— What to do —
What lines in the following entries hold the word "Option"? Copy each one.

[Saved entries]
Segment Open

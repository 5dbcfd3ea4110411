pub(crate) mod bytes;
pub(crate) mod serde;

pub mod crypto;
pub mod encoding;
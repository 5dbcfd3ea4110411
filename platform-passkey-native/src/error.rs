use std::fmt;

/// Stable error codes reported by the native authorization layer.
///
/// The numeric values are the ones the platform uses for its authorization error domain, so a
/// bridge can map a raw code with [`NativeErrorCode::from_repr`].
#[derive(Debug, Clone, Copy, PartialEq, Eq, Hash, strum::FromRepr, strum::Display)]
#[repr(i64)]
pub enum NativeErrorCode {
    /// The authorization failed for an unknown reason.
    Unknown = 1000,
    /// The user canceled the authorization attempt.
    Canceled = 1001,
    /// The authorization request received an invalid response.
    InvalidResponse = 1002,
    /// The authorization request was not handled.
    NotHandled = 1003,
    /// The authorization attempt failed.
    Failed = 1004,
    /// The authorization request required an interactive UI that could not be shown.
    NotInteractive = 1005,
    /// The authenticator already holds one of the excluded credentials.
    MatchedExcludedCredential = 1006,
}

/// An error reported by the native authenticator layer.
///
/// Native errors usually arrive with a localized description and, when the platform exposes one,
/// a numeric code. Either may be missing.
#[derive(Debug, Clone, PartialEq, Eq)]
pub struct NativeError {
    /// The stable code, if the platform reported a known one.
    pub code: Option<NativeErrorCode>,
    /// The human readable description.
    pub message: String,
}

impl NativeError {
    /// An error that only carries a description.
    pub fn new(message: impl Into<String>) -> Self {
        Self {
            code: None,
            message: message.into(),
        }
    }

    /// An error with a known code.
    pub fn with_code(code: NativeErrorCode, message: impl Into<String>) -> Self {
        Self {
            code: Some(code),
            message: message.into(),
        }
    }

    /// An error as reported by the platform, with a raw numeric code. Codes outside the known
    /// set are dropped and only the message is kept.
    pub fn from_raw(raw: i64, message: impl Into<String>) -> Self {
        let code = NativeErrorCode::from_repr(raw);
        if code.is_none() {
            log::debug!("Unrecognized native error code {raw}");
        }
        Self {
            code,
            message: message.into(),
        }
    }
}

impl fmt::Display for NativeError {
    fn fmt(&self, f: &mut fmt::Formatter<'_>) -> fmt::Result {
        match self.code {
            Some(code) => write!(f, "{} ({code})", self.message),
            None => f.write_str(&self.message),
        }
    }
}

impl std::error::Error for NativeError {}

Segment Closed
Segment Open

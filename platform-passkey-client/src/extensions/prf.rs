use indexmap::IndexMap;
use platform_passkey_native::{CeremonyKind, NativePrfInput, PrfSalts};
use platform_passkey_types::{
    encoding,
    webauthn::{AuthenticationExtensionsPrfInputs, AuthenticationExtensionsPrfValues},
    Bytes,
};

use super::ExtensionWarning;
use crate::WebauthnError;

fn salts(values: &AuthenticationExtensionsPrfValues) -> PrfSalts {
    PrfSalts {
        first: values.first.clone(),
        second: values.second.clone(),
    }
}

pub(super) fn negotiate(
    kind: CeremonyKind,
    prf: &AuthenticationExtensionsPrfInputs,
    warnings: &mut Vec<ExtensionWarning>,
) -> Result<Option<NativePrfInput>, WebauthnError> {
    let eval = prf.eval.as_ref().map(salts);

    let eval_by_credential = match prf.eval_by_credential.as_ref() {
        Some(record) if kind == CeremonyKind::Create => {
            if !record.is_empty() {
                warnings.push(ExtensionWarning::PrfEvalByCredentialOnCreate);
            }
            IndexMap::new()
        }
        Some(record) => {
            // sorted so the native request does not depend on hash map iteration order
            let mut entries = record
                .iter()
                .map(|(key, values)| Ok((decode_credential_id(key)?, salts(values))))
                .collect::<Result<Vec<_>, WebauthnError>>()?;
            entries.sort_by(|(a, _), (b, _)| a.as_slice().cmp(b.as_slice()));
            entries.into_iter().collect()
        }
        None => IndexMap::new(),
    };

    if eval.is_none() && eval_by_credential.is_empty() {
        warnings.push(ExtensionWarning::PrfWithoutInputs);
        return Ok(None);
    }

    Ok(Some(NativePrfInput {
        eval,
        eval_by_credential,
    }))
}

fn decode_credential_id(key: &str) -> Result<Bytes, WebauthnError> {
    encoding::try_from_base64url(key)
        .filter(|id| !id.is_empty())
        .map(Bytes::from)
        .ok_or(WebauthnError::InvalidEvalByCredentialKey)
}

Segment Closed
Segment Open

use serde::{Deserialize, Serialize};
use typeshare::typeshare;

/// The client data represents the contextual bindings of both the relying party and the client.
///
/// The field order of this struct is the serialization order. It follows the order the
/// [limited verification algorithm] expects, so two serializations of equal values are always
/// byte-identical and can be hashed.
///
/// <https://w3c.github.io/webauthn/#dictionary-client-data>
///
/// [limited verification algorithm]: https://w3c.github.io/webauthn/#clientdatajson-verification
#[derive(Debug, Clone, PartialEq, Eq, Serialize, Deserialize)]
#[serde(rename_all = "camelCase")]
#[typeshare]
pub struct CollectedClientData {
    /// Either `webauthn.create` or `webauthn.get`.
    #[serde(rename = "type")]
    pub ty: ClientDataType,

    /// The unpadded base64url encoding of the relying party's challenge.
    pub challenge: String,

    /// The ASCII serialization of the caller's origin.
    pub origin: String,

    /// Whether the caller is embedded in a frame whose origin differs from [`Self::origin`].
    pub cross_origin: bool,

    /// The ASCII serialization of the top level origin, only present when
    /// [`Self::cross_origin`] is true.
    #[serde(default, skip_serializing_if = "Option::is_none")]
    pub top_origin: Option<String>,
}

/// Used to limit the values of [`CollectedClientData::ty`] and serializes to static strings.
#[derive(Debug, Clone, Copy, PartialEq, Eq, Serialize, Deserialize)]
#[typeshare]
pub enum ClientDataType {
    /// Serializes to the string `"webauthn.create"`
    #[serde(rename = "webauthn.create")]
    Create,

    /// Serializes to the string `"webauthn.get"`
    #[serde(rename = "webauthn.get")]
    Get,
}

Segment Closed

— Task response —
    pub code: Option<NativeErrorCode>,
) -> Result<Option<NativePrfInput>, WebauthnError> {
    #[serde(default, skip_serializing_if = "Option::is_none")]
    pub top_origin: Option<String>,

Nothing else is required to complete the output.